Bug 205459

Summary: mips: bpf: test_bpf failures, eBPF JIT on mips32 outputs invalid 64-bit insns
Product: Networking Reporter: Tony Ambardar (itugrok)
Component: OtherAssignee: Stephen Hemminger (stephen)
Status: RESOLVED CODE_FIX    
Severity: high CC: daniel
Priority: P1    
Hardware: Mips32   
OS: Linux   
Kernel Version: 5.2.17 Subsystem:
Regression: No Bisected commit-id:
Attachments: EXCEPTION/failures: kernel 5.2.17/mips32 (Debian 10.1)

Description Tony Ambardar 2019-11-07 06:41:21 UTC 
Created attachment 285809 [details]
EXCEPTION/failures: kernel 5.2.17/mips32 (Debian 10.1)

Summary:
========

Linux 5.2.x added an eBPF JIT for MIPS32 (yay!). Based on discussion of the original submission (https://www.spinics.net/lists/mips/msg77008.html) I expected that:

  (1) all tests from module test_bpf.ko would pass, and
  (2) any previously JITed tests (i.e. cBPF) would still be JITed.

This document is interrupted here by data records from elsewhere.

//! Metadata provider abstraction
//!
//! A provider resolves an identifier to a publication record (with its
//! citation and reference id lists) and answers free-text lookups:
//! - Semantic Scholar Graph API
//! - In-memory fixtures (tests, offline runs)

mod semantic_scholar;

pub use semantic_scholar::SemanticScholarProvider;

use crate::config::ProviderConfig;
use crate::errors::{AppError, Result};
use crate::models::{FetchedPaper, PublicationRecord};
use async_trait::async_trait;
use std::collections::{HashMap, HashSet};
use std::fmt;
use std::path::Path;
use std::sync::{Arc, Mutex};

/// Canonical identifier form understood by providers
#[derive(Debug, Clone, PartialEq, Eq, Hash)]
pub enum ProviderQuery {
    /// Digital Object Identifier, without the `DOI:` scheme
    Doi(String),
    /// Pre-print catalog id, without the `arXiv:` scheme
    Preprint(String),
    /// Provider-native paper id
    Native(String),
}

impl ProviderQuery {
    /// Identifier as placed in a provider lookup path
    pub fn as_provider_id(&self) -> String {
        match self {
            ProviderQuery::Doi(doi) => format!("DOI:{}", doi),
            ProviderQuery::Preprint(id) => format!("arXiv:{}", id),
            ProviderQuery::Native(id) => id.clone(),
        }
    }

    pub fn kind(&self) -> &'static str {
        match self {
            ProviderQuery::Doi(_) => "doi",
            ProviderQuery::Preprint(_) => "preprint",
            ProviderQuery::Native(_) => "native",
        }
    }
}

impl fmt::Display for ProviderQuery {
    fn fmt(&self, f: &mut fmt::Formatter<'_>) -> fmt::Result {
        f.write_str(&self.as_provider_id())
    }
}

/// Trait for publication metadata lookup
#[async_trait]
pub trait MetadataProvider: Send + Sync {
    /// Provider name used in logs and metrics
    fn name(&self) -> &str;

    /// Fetch one paper. `Ok(None)` means the provider does not know the id.
    async fn fetch(&self, query: &ProviderQuery) -> Result<Option<FetchedPaper>>;

    /// Ranked candidate records for a free-text query
    async fn search(&self, query: &str, limit: usize) -> Result<Vec<PublicationRecord>>;
}

/// In-memory provider backed by fixtures
///
/// Lookups are keyed by `ProviderQuery::as_provider_id`, so a paper added
/// with id `abc` answers `Native("abc")`, and aliases map `DOI:...` or
/// `arXiv:...` keys onto stored papers.
#[derive(Default)]
pub struct InMemoryProvider {
    papers: HashMap<String, FetchedPaper>,
    aliases: HashMap<String, String>,
    failures: HashSet<String>,
    calls: Mutex<Vec<String>>,
}

impl InMemoryProvider {
    pub fn new() -> Self {
        Self::default()
    }

    pub fn with_paper(mut self, paper: FetchedPaper) -> Self {
        self.papers.insert(paper.record.id.clone(), paper);
        self
    }

    /// Provider seeded from a JSON array of fetched papers
    pub fn from_json(json: &str) -> Result<Self> {
        let papers: Vec<FetchedPaper> = serde_json::from_str(json)?;
        Ok(papers
            .into_iter()
            .fold(Self::new(), |provider, paper| provider.with_paper(paper)))
    }

    /// Provider seeded from a fixture file, see [`InMemoryProvider::from_json`]
    pub fn from_fixtures(path: impl AsRef<Path>) -> Result<Self> {
        let path = path.as_ref();
        let json = std::fs::read_to_string(path).map_err(|e| AppError::Configuration {
            message: format!("cannot read provider fixtures {}: {}", path.display(), e),
        })?;
        Self::from_json(&json)
    }

    /// Resolve `provider_id` (e.g. `DOI:10.1/x`) to a stored paper id
    pub fn with_alias(
        mut self,
        provider_id: impl Into<String>,
        paper_id: impl Into<String>,
    ) -> Self {
        self.aliases.insert(provider_id.into(), paper_id.into());
        self
    }

    /// Make lookups of `provider_id` fail with an upstream error
    pub fn with_failure(mut self, provider_id: impl Into<String>) -> Self {
        self.failures.insert(provider_id.into());
        self
    }

    /// Provider ids requested so far, in call order
    pub fn calls(&self) -> Vec<String> {
        self.calls
            .lock()
            .map(|calls| calls.clone())
            .unwrap_or_default()
    }

    pub fn len(&self) -> usize {
        self.papers.len()
    }

    pub fn is_empty(&self) -> bool {
        self.papers.is_empty()
    }
}

#[async_trait]
impl MetadataProvider for InMemoryProvider {
    fn name(&self) -> &str {
        "in_memory"
    }

    async fn fetch(&self, query: &ProviderQuery) -> Result<Option<FetchedPaper>> {
        let key = query.as_provider_id();
        if let Ok(mut calls) = self.calls.lock() {
            calls.push(key.clone());
        }

        if self.failures.contains(&key) {
            return Err(AppError::upstream(self.name(), format!("forced failure for {}", key)));
        }

        let id = self.aliases.get(&key).unwrap_or(&key);
        Ok(self.papers.get(id).cloned())
    }

    async fn search(&self, query: &str, limit: usize) -> Result<Vec<PublicationRecord>> {
        let needle = query.to_lowercase();
        let mut matches: Vec<PublicationRecord> = self
            .papers
            .values()
            .filter(|p| p.record.title.to_lowercase().contains(&needle))
            .map(|p| p.record.clone())
            .collect();

        matches.sort_by(|a, b| {
            b.citation_count
                .cmp(&a.citation_count)
                .then_with(|| a.id.cmp(&b.id))
        });
        matches.truncate(limit);
        Ok(matches)
    }
}

/// Create a provider based on configuration
pub fn create_provider(config: &ProviderConfig) -> Result<Arc<dyn MetadataProvider>> {
    match config.kind.as_str() {
        "semantic_scholar" => Ok(Arc::new(SemanticScholarProvider::new(config)?)),
        "mock" | "in_memory" => {
            let path = config.fixtures_path.as_deref().ok_or_else(|| AppError::Configuration {
                message: format!("provider kind '{}' needs provider.fixtures_path", config.kind),
            })?;
            let provider = InMemoryProvider::from_fixtures(path)?;
            tracing::info!(path, papers = provider.len(), "Loaded in-memory provider fixtures");
            Ok(Arc::new(provider))
        }
        other => Err(AppError::Configuration {
            message: format!("unknown metadata provider '{}'", other),
        }),
    }
}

However, I can't reproduce the above based on my testing as per the attached log.

Point (2) doesn't stand since the first ~30 tests are not JITed, but were previously cBPF JITed for the most part.

As for point (1), the full test set doesn't complete, but errors out early on with a "Reserved instruction in kernel code[#1]" error. Manually hopping through some of the tests yields the same error for many:

  #68 ALU_MOV_K: 0x0000ffffffff0000 = 0x00000000ffffffff jited:1
  #73 ALU_ADD_X: 1 + 2 = 3 jited:1
  #74 ALU_ADD_X: 1 + 4294967294 = 4294967295 jited:1
  #75 ALU_ADD_X: 2 + 4294967294 = 0 jited:1
  #79 ALU_ADD_K: 1 + 2 = 3 jited:1
  (.. and so on ...)

Disassembling the JITed code for test #68 shows incorrect MIPS64 instructions:

  24 03 00 20     li	v1,32
  34 05 ff ff     li	a1,0xffff
  00 05 2c 38     dsll	a1,a1,0x10      <=== MIPS64 insn
  34 a5 ff ff     ori	a1,a1,0xffff
  00 05 2c 38     dsll	a1,a1,0x10      <=== MIPS64 insn
  34 06 ff ff     li	a2,0xffff
  00 06 34 38     dsll	a2,a2,0x10      <=== MIPS64 insn
  34 c6 ff ff     ori	a2,a2,0xffff

Since this was tested in the past, I'm really hoping there's a simple solution to these problems, or else a case of "operator error". A review by someone more knowledgeable with the MIPS32 eBPF JIT would be appreciated. 


Steps to Reproduce:
===================

  # sysctl net.core.bpf_jit_enable=1
  # modprobe test_bpf
  <Kernel log with "Reserved instruction" exception>


Affected Systems Tested:
========================

  Debian 10.1 on QEMU/malta(mips32_be) [distro kernel 5.2.17-1~bpo10+1 (2019-09-30)]


Kernel Logs:
============

Boot log with test results up to first failure is attached.
Comment 1 Daniel Borkmann 2019-11-07 07:31:08 UTC 
Thanks for your report! Could you send this report to the kernel mailing list with mips folks in Cc (report should make the the following are in Cc: bpf@vger.kernel.org, netdev@vger.kernel.org, linux-mips@vger.kernel.org, paulburton@kernel.org, jhogan@kernel.org)?
Comment 2 Tony Ambardar 2019-11-07 09:09:12 UTC 
Ah, sorry, I didn't CC myself so don't have an email I can easily forward. Would you mind forwarding the first email? If not, I'll try to format another mail.

And in the future, should I email the maintainers/lists directly rather than using Bugzilla? I had tried to add "paulburton@kernel.org" to Bugzilla's "CC" field but it wouldn't accept it...
Comment 3 Tony Ambardar 2020-05-06 02:45:03 UTC 
Upstream workaround was to disable the MIPS32 eBPF JIT and restore the cBPF JIT to avoid any cBPF performance regression. Development of a working MIPS32 eBPF JIT is still pending.